HELPING ON-LINE TRADERS AND INVESTORS TO GENERATE INCOME ON FINANCIAL MARKETS

Tuesday 9 September 2014

TEN MISTAKES THAT WILL KILL YOUR TRADING AND INVESTING


1. Not having a plan - Without a plan, you are vulnerable to all kinds of emotions that make you act the wrong way at the worst moment. Before entering a trade, make sure you defined why you enter at this moment, the loss limit and the target. The trade must be part of a general strategy that you have tested and that will be applied over and over with consistency. If you are not sure about how to define and test a plan, you may follow a serious trading service and learn how to do it. A future post in this series is dealing
 with this issue.

2. Forgetting the plan! - Under pressure, the human brain creates all sorts of strains and ideas that are not all beneficial to trading, far from for it. The best way not to be swayed by events is to blindly stick to the plan like a robot. After all, you tested it and it held water, right? The plan is the psychological lifeline.

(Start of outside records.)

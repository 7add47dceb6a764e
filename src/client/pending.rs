//! Requests waiting for their response.
//!
//! A response is recognized by the topic it arrives on and its tag. Entries
//! must be registered before the request is published so a fast response is
//! never mistaken for a push.

use {
    super::error::NotifyClientError,
    crate::transport::InboundMessage,
    parking_lot::Mutex,
    relay_rpc::domain::Topic,
    std::{collections::HashMap, time::Duration},
    tokio::sync::oneshot,
};

type PendingKey = (Topic, u32);

#[derive(Debug, Default)]
pub struct PendingRequests {
    waiting: Mutex<HashMap<PendingKey, oneshot::Sender<InboundMessage>>>,
}

impl PendingRequests {
    pub fn new() -> Self {
        Self::default()
    }

    pub fn register(&self, topic: Topic, tag: u32) -> PendingResponse<'_> {
        let (tx, rx) = oneshot::channel();
        let key = (topic, tag);
        self.waiting.lock().insert(key.clone(), tx);
        PendingResponse {
            requests: self,
            key,
            rx,
        }
    }

    /// Hands `msg` to its waiter. Gives it back when nobody is waiting.
    pub fn resolve(&self, msg: InboundMessage) -> Option<InboundMessage> {
        let waiter = self.waiting.lock().remove(&(msg.topic.clone(), msg.tag));
        match waiter {
            Some(tx) => tx.send(msg).err(),
            None => Some(msg),
        }
    }

    pub fn len(&self) -> usize {
        self.waiting.lock().len()
    }

    pub fn is_empty(&self) -> bool {
        self.len() == 0
    }
}

pub struct PendingResponse<'a> {
    requests: &'a PendingRequests,
    key: PendingKey,
    rx: oneshot::Receiver<InboundMessage>,
}

impl PendingResponse<'_> {
    pub async fn wait(
        mut self,
        timeout: Duration,
        method: &'static str,
    ) -> Result<InboundMessage, NotifyClientError> {
        let timed_out = || NotifyClientError::Timeout { method, timeout };
        tokio::time::timeout(timeout, &mut self.rx)
            .await
            .map_err(|_| timed_out())?
            .map_err(|_| timed_out())
    }
}

impl Drop for PendingResponse<'_> {
    fn drop(&mut self) {
        self.requests.waiting.lock().remove(&self.key);
    }
}

#[cfg(test)]
mod tests {
    use {super::*, chrono::Utc, std::sync::Arc};

    fn inbound(topic: &Topic, tag: u32) -> InboundMessage {
        InboundMessage {
            topic: topic.clone(),
            message: Arc::from("payload"),
            tag,
            published_at: Utc::now(),
        }
    }

    #[tokio::test]
    async fn response_reaches_its_waiter() {
        let requests = PendingRequests::new();
        let topic = Topic::generate();
        let pending = requests.register(topic.clone(), 4001);

        assert!(requests.resolve(inbound(&topic, 4001)).is_none());
        let msg = pending.wait(Duration::from_secs(1), "test").await.unwrap();
        assert_eq!(msg.tag, 4001);
        assert!(requests.is_empty());
    }

    #[tokio::test]
    async fn other_tags_and_topics_are_handed_back() {
        let requests = PendingRequests::new();
        let topic = Topic::generate();
        let _pending = requests.register(topic.clone(), 4001);

        assert!(requests.resolve(inbound(&topic, 4012)).is_some());
        assert!(requests.resolve(inbound(&Topic::generate(), 4001)).is_some());
        assert_eq!(requests.len(), 1);
    }

    #[tokio::test]
    async fn timeout_clears_the_entry() {
        let requests = PendingRequests::new();
        let topic = Topic::generate();
        let pending = requests.register(topic.clone(), 4009);

        let result = pending.wait(Duration::from_millis(20), "wc_notifyUpdate").await;
        assert!(matches!(
            result,
            Err(NotifyClientError::Timeout {
                method: "wc_notifyUpdate",
                ..
            })
        ));
        assert!(requests.is_empty());
        // A late response is treated as unsolicited
        assert!(requests.resolve(inbound(&topic, 4009)).is_some());
    }
}
use {
    super::{ensure_issuer, notify_watch_subscriptions::watch_subscriptions, seal_type0, Result},
    crate::{
        auth::{
            from_jwt, sign_jwt, SharedClaims, WatchSubscriptionsChangedRequestAuth,
            WatchSubscriptionsChangedResponseAuth,
        },
        client::{error::NotifyClientError, state::ClientState},
        rpc::{JsonRpcRequest, JsonRpcResponse, NotifySubscriptionsChanged, ResponseAuth},
        spec::{
            NOTIFY_SUBSCRIPTIONS_CHANGED_RESPONSE_ACT, NOTIFY_SUBSCRIPTIONS_CHANGED_RESPONSE_TAG,
            NOTIFY_SUBSCRIPTIONS_CHANGED_RESPONSE_TTL,
        },
        transport::InboundMessage,
        types::{decode_payload, Envelope, EnvelopeType0},
    },
    tracing::{info, instrument},
};

/// Another client of the account changed its subscriptions. Acknowledges the
/// push and re-fetches the full list.
#[instrument(name = "wc_notifySubscriptionsChanged", skip_all, fields(topic = %msg.topic))]
pub async fn handle(msg: InboundMessage, state: &ClientState) -> Result<()> {
    let context = state
        .watch_context(&msg.topic)
        .ok_or_else(|| NotifyClientError::UnknownWatchTopic(msg.topic.clone()))?;
    let identity = state.require_identity(&context.account)?;
    let identity_key = identity.signing_key()?;

    let envelope = Envelope::<EnvelopeType0>::from_bytes(&decode_payload(&msg.message)?)?;
    let request = envelope.open::<JsonRpcRequest<NotifySubscriptionsChanged>>(&context.key)?;
    let changed_auth = from_jwt::<WatchSubscriptionsChangedRequestAuth>(
        &request.params.subscriptions_changed_auth,
    )?;
    ensure_issuer(&changed_auth, &context.notify_server.to_did_key())?;
    info!("{} subscriptions announced", changed_auth.sbs.len());

    let response_auth = WatchSubscriptionsChangedResponseAuth {
        shared_claims: SharedClaims::new(
            &identity_key,
            &context.notify_server,
            NOTIFY_SUBSCRIPTIONS_CHANGED_RESPONSE_ACT,
            NOTIFY_SUBSCRIPTIONS_CHANGED_RESPONSE_TTL,
        ),
        ksu: state.keyserver.url().to_string(),
        sub: context.account.to_did_pkh(),
    };
    let response = JsonRpcResponse::new(
        request.id,
        ResponseAuth {
            response_auth: sign_jwt(response_auth, &identity_key)?,
        },
    );
    state
        .publish(
            &msg.topic,
            seal_type0(&context.key, &response)?,
            NOTIFY_SUBSCRIPTIONS_CHANGED_RESPONSE_TAG,
            NOTIFY_SUBSCRIPTIONS_CHANGED_RESPONSE_TTL,
        )
        .await?;

    watch_subscriptions(state, &context.account).await?;
    Ok(())
}
use {
    super::{ensure_issuer, open_response, seal_type0, Result},
    crate::{
        auth::{sign_jwt, DidWeb, SharedClaims, SubscriptionUpdateRequestAuth, SubscriptionUpdateResponseAuth},
        client::{error::NotifyClientError, lifecycle::LifecycleState, state::ClientState},
        model::types::{NotifySubscription, ScopeValue},
        rpc::{JsonRpcRequest, NotifyUpdate},
        spec::{
            NOTIFY_UPDATE_ACT, NOTIFY_UPDATE_METHOD, NOTIFY_UPDATE_RESPONSE_TAG, NOTIFY_UPDATE_TAG,
            NOTIFY_UPDATE_TTL,
        },
        types::encode_scope,
        utils::from_unix_timestamp,
    },
    relay_rpc::domain::Topic,
    std::collections::{HashMap, HashSet},
    tracing::{info, instrument, warn},
};

/// Asks the app to deliver only the notification types in `scope` on
/// `topic`, then stores the scope and expiry the app confirmed.
#[instrument(name = "wc_notifyUpdate", skip_all, fields(topic = %topic))]
pub async fn update(
    state: &ClientState,
    topic: &Topic,
    scope: HashSet<String>,
) -> Result<NotifySubscription> {
    let subscription = state
        .repository
        .get_subscription(topic)
        .ok_or_else(|| NotifyClientError::SubscriptionNotFound(topic.clone()))?;
    let transition = state.lifecycle.begin(
        topic.to_string(),
        LifecycleState::Active,
        LifecycleState::Updating,
    )?;

    let identity = state.require_identity(&subscription.account)?;
    let identity_key = identity.signing_key()?;
    let app_authentication = subscription
        .app_authentication_client_id()
        .ok_or(NotifyClientError::InvalidAppAuthenticationKey)?;
    let app_domain = subscription
        .metadata
        .app_domain()
        .ok_or(NotifyClientError::MissingAppDomain)?;

    let update_auth = SubscriptionUpdateRequestAuth {
        shared_claims: SharedClaims::new(
            &identity_key,
            &app_authentication,
            NOTIFY_UPDATE_ACT,
            NOTIFY_UPDATE_TTL,
        ),
        ksu: state.keyserver.url().to_string(),
        sub: subscription.account.to_did_pkh(),
        app: DidWeb::from_domain(app_domain.as_str()),
        scp: encode_scope(&scope),
    };
    let request = JsonRpcRequest::new(
        NOTIFY_UPDATE_METHOD,
        NotifyUpdate {
            update_auth: sign_jwt(update_auth, &identity_key)?,
        },
    );
    let message = seal_type0(subscription.sym_key.as_bytes(), &request)?;

    let pending = state.pending.register(topic.clone(), NOTIFY_UPDATE_RESPONSE_TAG);
    state
        .publish(topic, message, NOTIFY_UPDATE_TAG, NOTIFY_UPDATE_TTL)
        .await?;
    let response = pending
        .wait(state.request_timeout, NOTIFY_UPDATE_METHOD)
        .await?;

    let response_auth =
        open_response::<SubscriptionUpdateResponseAuth>(&response, subscription.sym_key.as_bytes())?;
    ensure_issuer(&response_auth, &subscription.app_authentication_key)?;

    let sym_key = subscription.sym_key.to_hex();
    let confirmed = response_auth
        .sbs
        .into_iter()
        .find(|sbs| sbs.sym_key.eq_ignore_ascii_case(&sym_key))
        .ok_or_else(|| NotifyClientError::MissingSubscription(app_domain.clone()))?;

    let scope = describe_scope(state, &app_domain, &subscription, &confirmed.scope).await;
    let updated = state.repository.update_subscription(
        &subscription,
        scope,
        from_unix_timestamp(confirmed.expiry),
    )?;
    transition.complete(Some(LifecycleState::Active));

    info!("Updated scope to [{}]", encode_scope(&confirmed.scope));
    Ok(updated)
}

/// Descriptions come from the app's current config. Types the app no longer
/// describes keep the description already stored.
async fn describe_scope(
    state: &ClientState,
    app_domain: &str,
    subscription: &NotifySubscription,
    confirmed: &HashSet<String>,
) -> HashMap<String, ScopeValue> {
    let described = match state.resolver.resolve(app_domain).await {
        Ok(app) => app.scope_for(confirmed),
        Err(e) => {
            warn!("Could not resolve {app_domain}, keeping stored descriptions: {e}");
            HashMap::new()
        }
    };
    confirmed
        .iter()
        .map(|id| {
            let description = described
                .get(id)
                .map(|value| value.description.clone())
                .filter(|description| !description.is_empty())
                .or_else(|| subscription.scope.get(id).map(|value| value.description.clone()))
                .unwrap_or_default();
            (
                id.clone(),
                ScopeValue {
                    description,
                    enabled: true,
                },
            )
        })
        .collect()
}
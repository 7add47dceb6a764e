pub mod account;
pub mod auth;
pub mod client;
pub mod config;
pub mod error;
pub mod keyserver;
pub mod log;
pub mod model;
pub mod notify_message;
pub mod repository;
pub mod resolver;
pub mod rpc;
pub mod spec;
pub mod storage;
#[cfg(any(test, feature = "test-utils"))]
pub mod test_utils;
pub mod transport;
pub mod types;
pub mod utils;

pub use client::{NotifyClient, NotifyClientError};

pub type Result<T> = std::result::Result<T, NotifyClientError>;
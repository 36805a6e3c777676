// Copyright 2025 eraflo
//
// Licensed under the Apache License, Version 2.0 (the "License");
// you may not use this file except in compliance with the License.
// You may obtain a copy of the License at
//
//     http://www.apache.org/licenses/LICENSE-2.0
//
// Unless required by applicable law or agreed to in writing, software
// distributed under the License is distributed on an "AS IS" BASIS,
// WITHOUT WARRANTIES OR CONDITIONS OF ANY KIND, either express or implied.
// See the License for the specific language governing permissions and
// limitations under the License.

//! The job system used to fan out per-object work.
//!
//! A thin layer over a dedicated `rayon` pool. Work submitted through
//! [`JobSystem::for_each_mut`] returns only once every job has finished,
//! which makes each call a barrier. A job system with zero workers runs
//! everything inline on the caller.

use rayon::prelude::*;
use rayon::{ThreadPool, ThreadPoolBuilder};
use thiserror::Error;

/// Errors that can occur when starting the job system.
#[derive(Debug, Error)]
pub enum JobSystemError {
    /// The worker pool could not be spawned.
    #[error("failed to build the job system's thread pool: {0}")]
    PoolBuild(#[from] rayon::ThreadPoolBuildError),
}

/// Runs batches of jobs on a fixed set of workers.
pub struct JobSystem {
    pool: Option<ThreadPool>,
}

impl JobSystem {
    /// Starts a job system with `worker_threads` workers.
    /// `0` builds an inline job system.
    pub fn new(worker_threads: usize) -> Result<Self, JobSystemError> {
        if worker_threads == 0 {
            return Ok(Self::inline());
        }

        let pool = ThreadPoolBuilder::new()
            .num_threads(worker_threads)
            .thread_name(|index| format!("khora-physics-{index}"))
            .build()?;
        log::debug!("JobSystem: started {worker_threads} worker(s)");
        Ok(Self { pool: Some(pool) })
    }

    /// A job system that runs every job on the calling thread.
    pub fn inline() -> Self {
        Self { pool: None }
    }

    /// Number of threads jobs may run on concurrently.
    pub fn concurrency(&self) -> usize {
        self.pool
            .as_ref()
            .map_or(1, |pool| pool.current_num_threads())
    }

    /// Runs `job` once for every item and waits for all of them.
    ///
    /// Items are grouped so that each job covers at least `min_batch` items.
    /// Jobs run in no particular order.
    pub fn for_each_mut<T, F>(&self, items: &mut [T], min_batch: usize, job: F)
    where
        T: Send,
        F: Fn(&mut T) + Send + Sync,
    {
        match &self.pool {
            Some(pool) => pool.install(|| {
                items
                    .par_iter_mut()
                    .with_min_len(min_batch.max(1))
                    .for_each(job)
            }),
            None => items.iter_mut().for_each(job),
        }
    }

    /// Runs `job` once on every worker, passing the worker index, and waits.
    pub fn broadcast<F>(&self, job: F)
    where
        F: Fn(usize) + Send + Sync,
    {
        match &self.pool {
            Some(pool) => {
                pool.broadcast(|ctx| job(ctx.index()));
            }
            None => job(0),
        }
    }
}

impl std::fmt::Debug for JobSystem {
    fn fmt(&self, f: &mut std::fmt::Formatter<'_>) -> std::fmt::Result {
        f.debug_struct("JobSystem")
            .field("concurrency", &self.concurrency())
            .field("inline", &self.pool.is_none())
            .finish()
    }
}
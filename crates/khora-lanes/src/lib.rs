// Copyright 2025 eraflo
//
// Licensed under the Apache License, Version 2.0 (the "License");
// you may not use this file except in compliance with the License.
// You may obtain a copy of the License at
//
//     http://www.apache.org/licenses/LICENSE-2.0
//
// Unless required by applicable law or agreed to in writing, software
// distributed under the License is distributed on an "AS IS" BASIS,
// WITHOUT WARRANTIES OR CONDITIONS OF ANY KIND, either express or implied.
// See the License for the specific language governing permissions and
// limitations under the License.

//! # Khora Lanes
//!
//! Hot-path strategies composed by the physics agent:
//!
//! - [`physics_lane`]: the simulation visitors and the per-step movement
//!   dispatch over the job system, plus debug drawing.
//! - [`visibility_lane`]: the incrementally refreshed line-of-sight cache.

#![warn(missing_docs)]

pub mod physics_lane;
pub mod visibility_lane;

#[cfg(test)]
mod test_support;
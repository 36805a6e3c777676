// Copyright 2025 eraflo
//
// Licensed under the Apache License, Version 2.0 (the "License");
// you may not use this file except in compliance with the License.
// You may obtain a copy of the License at
//
//     http://www.apache.org/licenses/LICENSE-2.0
//
// Unless required by applicable law or agreed to in writing, software
// distributed under the License is distributed on an "AS IS" BASIS,
// WITHOUT WARRANTIES OR CONDITIONS OF ANY KIND, either express or implied.
// See the License for the specific language governing permissions and
// limitations under the License.

use std::sync::Arc;
use std::time::Instant;

use approx::assert_relative_eq;
use khora_agents::physics_agent::{PhysicsAgent, PhysicsSettings};
use khora_core::math::Vec3;
use khora_core::physics::{
    BodyDesc, CollisionLayers, DebugDrawer, PhysicsProvider, Ray, RayFilter,
};
use khora_core::sync::LockingPolicy;
use khora_data::{Actor, ActorDesc, ActorStore, Projectile, SimulationRegistry};
use khora_infra::physics::native::{NativePhysicsWorld, SimpleMovementSolver};

const DT: f32 = 1.0 / 60.0;
const FRAME: f32 = 0.055;

struct Scene {
    world: Arc<NativePhysicsWorld>,
    actors: ActorStore,
    agent: PhysicsAgent,
}

impl Scene {
    fn new(settings: PhysicsSettings) -> Self {
        let world = Arc::new(NativePhysicsWorld::new());
        world.spawn(&BodyDesc::static_box(
            Vec3::new(0.0, -0.5, 0.0),
            Vec3::new(100.0, 0.5, 100.0),
            CollisionLayers::WORLD,
        ));
        let agent = PhysicsAgent::new(
            settings,
            world.clone(),
            Arc::new(SimpleMovementSolver::default()),
        )
        .expect("valid settings");
        Self {
            world,
            actors: ActorStore::new(),
            agent,
        }
    }

    fn spawn(&mut self, position: Vec3) -> Arc<Actor> {
        let desc = ActorDesc {
            position,
            ..Default::default()
        };
        let body = self
            .world
            .spawn(&BodyDesc::actor_box(position, desc.half_extents));
        self.actors.spawn(desc, body)
    }

    fn wall(&self, center: Vec3, half_extents: Vec3) {
        self.world
            .spawn(&BodyDesc::static_box(center, half_extents, CollisionLayers::WORLD));
    }

    /// Runs one full frame and returns the simulated time.
    fn frame(&mut self, accumulated: f32) -> f32 {
        let registry = SimulationRegistry::from_actors(&self.actors);
        self.agent.prepare(accumulated, registry, Instant::now());
        let simulated = self.simulated();
        self.agent.sync_simulation();
        simulated
    }

    fn simulated(&self) -> f32 {
        let stats = self.agent.stats();
        stats.steps as f32 * stats.step_delta
    }
}

#[derive(Default)]
struct LineCounter {
    lines: usize,
}

impl DebugDrawer for LineCounter {
    fn draw_lines(&mut self, _vertices: &[Vec3], indices: &[[u32; 2]]) {
        self.lines += indices.len();
    }
}

#[test]
fn test_frame_moves_actors_and_publishes_bodies() {
    // --- 1. ARRANGE ---
    let mut scene = Scene::new(PhysicsSettings::default());
    let walker = scene.spawn(Vec3::new(0.0, 1.0, 0.0));
    walker.set_movement(Vec3::new(2.0, 0.0, 0.0));

    // --- 2. ACT ---
    let registry = SimulationRegistry::from_actors(&scene.actors);
    let leftover = scene.agent.prepare(FRAME, registry, Instant::now());
    let simulated = scene.simulated();
    let returned = scene.agent.sync_simulation();

    // --- 3. ASSERT ---
    assert!(scene.agent.stats().steps >= 1);
    assert_relative_eq!(leftover + simulated, FRAME, epsilon = 1e-6);
    assert_relative_eq!(walker.position().x, 2.0 * simulated, epsilon = 1e-4);
    assert_relative_eq!(walker.position().y, 1.0, epsilon = 1e-4);
    assert_eq!(scene.world.body_position(walker.body()), Some(walker.position()));
    assert!(walker.state().on_ground);
    assert_eq!(returned.map(|r| r.len()), Some(1));
    assert!(!scene.agent.has_pending_frame());
    assert!(scene.agent.sync_simulation().is_none(), "nothing left to sync");
}

#[test]
fn test_budget_settles_to_full_rate() {
    let mut scene = Scene::new(PhysicsSettings::default());
    scene.spawn(Vec3::new(0.0, 1.0, 0.0));

    // Budgets start at one step duration per step, which allows a single
    // step; measured frames are far cheaper than that.
    scene.frame(FRAME);
    let first = scene.agent.stats().clone();
    assert_eq!(first.steps, 1);
    assert!(first.step_delta > DT);

    for _ in 0..8 {
        scene.frame(FRAME);
    }
    let settled = scene.agent.stats();
    assert_eq!(settled.steps, 3);
    assert_relative_eq!(settled.step_delta, DT);
}

#[test]
fn test_short_frame_only_interpolates() {
    let mut scene = Scene::new(PhysicsSettings::default());
    let walker = scene.spawn(Vec3::new(0.0, 1.0, 0.0));
    walker.set_movement(Vec3::new(2.0, 0.0, 0.0));

    let registry = SimulationRegistry::from_actors(&scene.actors);
    let leftover = scene.agent.prepare(DT * 0.5, registry, Instant::now());
    scene.agent.sync_simulation();

    assert_eq!(scene.agent.stats().steps, 0);
    assert_relative_eq!(leftover, DT * 0.5);
    assert_relative_eq!(scene.agent.interpolation_factor(), 0.5);
    assert_eq!(walker.position(), Vec3::new(0.0, 1.0, 0.0));
}

#[test]
fn test_destroyed_actor_is_skipped() {
    // --- 1. ARRANGE ---
    let mut scene = Scene::new(PhysicsSettings {
        worker_threads: 2,
        ..Default::default()
    });
    let survivor = scene.spawn(Vec3::new(0.0, 1.0, 0.0));
    survivor.set_movement(Vec3::new(0.0, 0.0, 1.0));
    let doomed = scene.spawn(Vec3::new(5.0, 1.0, 0.0));
    let registry = SimulationRegistry::from_actors(&scene.actors);

    // Destroyed after the frame's registry was built.
    let doomed_id = doomed.id();
    let doomed_body = doomed.body();
    drop(doomed);
    drop(scene.actors.despawn(doomed_id));
    scene.agent.remove_body(doomed_body);

    // --- 2. ACT ---
    scene.agent.prepare(FRAME, registry, Instant::now());
    let simulated = scene.simulated();
    scene.agent.sync_simulation();

    // --- 3. ASSERT ---
    let stats = scene.agent.stats();
    assert_eq!(stats.simulations, 2);
    assert_eq!(stats.live_simulations, 1);
    assert_relative_eq!(survivor.position().z, simulated, epsilon = 1e-4);
    assert!(scene.world.body_position(doomed_body).is_none());
}

#[test]
fn test_reset_is_idempotent() {
    let mut scene = Scene::new(PhysicsSettings::default());
    let walker = scene.spawn(Vec3::new(0.0, 1.0, 0.0));
    walker.set_movement(Vec3::new(1.0, 0.0, 0.0));
    scene.frame(FRAME);

    // A frame in flight is discarded by the reset.
    let registry = SimulationRegistry::from_actors(&scene.actors);
    scene.agent.prepare(FRAME, registry, Instant::now());
    walker.move_by(Vec3::new(0.0, 0.0, 3.0));

    scene.agent.reset_simulation(&scene.actors);
    let once = walker.state().clone();
    scene.agent.reset_simulation(&scene.actors);
    let twice = walker.state().clone();

    assert!(!scene.agent.has_pending_frame());
    assert!(scene.agent.sync_simulation().is_none());
    assert_eq!(once.position, twice.position);
    assert_eq!(twice.previous_position, twice.position);
    assert_eq!(twice.render_position, twice.position);
    assert_eq!(twice.pending_offset, Vec3::ZERO);
    assert_eq!(scene.world.body_position(walker.body()), Some(twice.position));
    assert_eq!(scene.agent.los_cache_len(), 0);

    // Budgets are back to their seed: a single step again.
    scene.frame(FRAME);
    assert_eq!(scene.agent.stats().steps, 1);
}

#[test]
fn test_workers_move_every_actor_alike() {
    for shared_reads in [true, false] {
        let mut scene = Scene::new(PhysicsSettings {
            worker_threads: 4,
            shared_reads,
            ..Default::default()
        });
        let expected_policy = if shared_reads {
            LockingPolicy::AllowSharedLocks
        } else {
            LockingPolicy::ExclusiveLocksOnly
        };
        assert_eq!(scene.agent.locking_policy(), expected_policy);

        let walkers: Vec<_> = (0..32)
            .map(|i| {
                let walker = scene.spawn(Vec3::new(i as f32 * 2.0, 1.0, 0.0));
                walker.set_movement(Vec3::new(0.0, 0.0, 1.5));
                walker
            })
            .collect();

        let mut simulated = 0.0;
        for _ in 0..6 {
            simulated += scene.frame(FRAME);
        }

        for walker in &walkers {
            assert_relative_eq!(walker.position().z, 1.5 * simulated, epsilon = 1e-3);
        }
        assert_eq!(scene.agent.stats().live_simulations, 32);
    }
}

#[test]
fn test_unsynced_frame_is_synced_by_next_prepare() {
    let mut scene = Scene::new(PhysicsSettings::default());
    let walker = scene.spawn(Vec3::new(0.0, 1.0, 0.0));
    walker.set_movement(Vec3::new(1.0, 0.0, 0.0));

    let registry = SimulationRegistry::from_actors(&scene.actors);
    scene.agent.prepare(FRAME, registry, Instant::now());
    let first = scene.simulated();

    let registry = SimulationRegistry::from_actors(&scene.actors);
    scene.agent.prepare(FRAME, registry, Instant::now());
    let second = scene.simulated();

    assert_eq!(scene.agent.stats().frame_number, 2);
    assert!(scene.agent.has_pending_frame());
    assert_relative_eq!(walker.position().x, first + second, epsilon = 1e-4);
    assert!(scene.agent.sync_simulation().is_some());
}

#[test]
fn test_line_of_sight_through_agent() {
    // --- 1. ARRANGE ---
    let mut scene = Scene::new(PhysicsSettings {
        los_cache_expiry: 2,
        ..Default::default()
    });
    scene.wall(Vec3::new(5.0, 1.0, 0.0), Vec3::new(0.5, 3.0, 3.0));
    let a = scene.spawn(Vec3::new(0.0, 1.0, 0.0));
    let b = scene.spawn(Vec3::new(10.0, 1.0, 0.0));
    let c = scene.spawn(Vec3::new(0.0, 1.0, 10.0));

    // --- 2. ACT & ASSERT ---
    assert!(!scene.agent.get_line_of_sight(&a, &b));
    assert!(!scene.agent.get_line_of_sight(&b, &a));
    assert!(scene.agent.get_line_of_sight(&a, &c));
    assert!(scene.agent.get_line_of_sight(&b, &c));
    assert!(scene.agent.get_line_of_sight(&a, &a));
    assert_eq!(scene.agent.los_cache_len(), 3);

    // Unqueried pairs expire after `los_cache_expiry` refresh passes.
    for _ in 0..2 {
        scene.frame(FRAME);
    }
    assert_eq!(scene.agent.los_cache_len(), 3);
    scene.frame(FRAME);
    assert_eq!(scene.agent.los_cache_len(), 0);
    assert_eq!(scene.agent.stats().los_reaped, 3);
}

#[test]
fn test_landing_is_reported_after_a_fall() {
    let mut scene = Scene::new(PhysicsSettings::default());
    let jumper = scene.spawn(Vec3::new(0.0, 3.0, 0.0));

    let mut landings = Vec::new();
    for _ in 0..60 {
        scene.frame(FRAME);
        landings.extend(jumper.drain_landings());
    }

    assert_eq!(landings.len(), 1);
    assert_relative_eq!(landings[0].height, 2.0, epsilon = 1e-3);
    assert!(jumper.state().on_ground);
    assert_relative_eq!(jumper.position().y, 1.0, epsilon = 1e-4);
}

#[test]
fn test_projectile_stops_at_first_hit() {
    let mut scene = Scene::new(PhysicsSettings::default());
    scene.wall(Vec3::new(5.0, 1.0, 0.0), Vec3::new(0.5, 3.0, 3.0));
    let shooter = scene.spawn(Vec3::new(0.0, 1.0, 0.0));
    let arrow = Arc::new(Projectile::new(
        Vec3::new(0.0, 1.5, 0.0),
        Vec3::new(20.0, 0.0, 0.0),
        CollisionLayers::WORLD | CollisionLayers::ACTOR,
        Some(shooter.body()),
    ));

    for _ in 0..20 {
        let mut registry = SimulationRegistry::from_actors(&scene.actors);
        registry.add_projectile(&arrow);
        scene.agent.prepare(FRAME, registry, Instant::now());
        scene.agent.sync_simulation();
    }

    let hit = arrow.hit().expect("the wall is in the way");
    assert_relative_eq!(hit.point.x, 4.5, epsilon = 1e-4);
    assert_relative_eq!(arrow.position().x, 4.5, epsilon = 1e-4);
}

#[test]
fn test_locked_engine_passthroughs() {
    let scene = Scene::new(PhysicsSettings::default());
    let ray = Ray {
        origin: Vec3::new(0.0, 1.0, 0.0),
        direction: Vec3::X,
    };
    let filter = RayFilter::new(CollisionLayers::DOOR);

    let door = scene.agent.add_body(
        &BodyDesc::static_box(Vec3::new(3.0, 1.0, 0.0), Vec3::ONE, CollisionLayers::DOOR),
        true,
    );
    let hit = scene.agent.ray_test(&ray, 10.0, &filter).unwrap();
    assert_eq!(hit.map(|h| h.body), Some(door));

    scene.agent.remove_body(door);
    assert!(scene.agent.ray_test(&ray, 10.0, &filter).unwrap().is_none());
    assert!(scene.world.lock_body_read(door).is_none());
}

#[test]
fn test_debug_draw_forwards_world_geometry() {
    let mut scene = Scene::new(PhysicsSettings::default());
    scene.spawn(Vec3::new(0.0, 1.0, 0.0));

    let mut counter = LineCounter::default();
    let drawn = scene.agent.debug_draw(&mut counter);

    // Floor and actor, twelve edges each.
    assert_eq!(drawn, 24);
    assert_eq!(counter.lines, 24);
}

#[test]
fn test_invalid_settings_are_fatal() {
    let world = Arc::new(NativePhysicsWorld::new());
    let result = PhysicsAgent::new(
        PhysicsSettings {
            step_duration: -1.0,
            ..Default::default()
        },
        world,
        Arc::new(SimpleMovementSolver::default()),
    );
    assert!(result.is_err());
}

3. Wanting to be right. - Unfortunately for the smartest and most educated among us, trading is not about being right by virtue of one's reasoning. It is about being right by virtue of events. The most pragmatic will win. Willing to get it right every time would make you stay too long in a losing trade, and at the end you will exit at a cost anyway and probably at the worst time. Accept with humility to be wrong and to lose what you have budgeted,. It can be half of the time, or many times in a row, it does not matter. It is a game of probability and of statistical expectation, not a game of truth nor an academic test.

4. Not caring about money management. - Money is your tool and your raw material; it has to be carefully managed. The management rules are part of the famous trading plan. Decide what portion of the trading capital you will bet, meaning you are ready to lose, on each trade. It is typically between 0.5 and 2% depending on the experience and the type of operation. Then compute the size of the position accordingly. To learn how to make this calculation, see this post. This approach strongly diminishes the chances of running out of capital after a streak of losses.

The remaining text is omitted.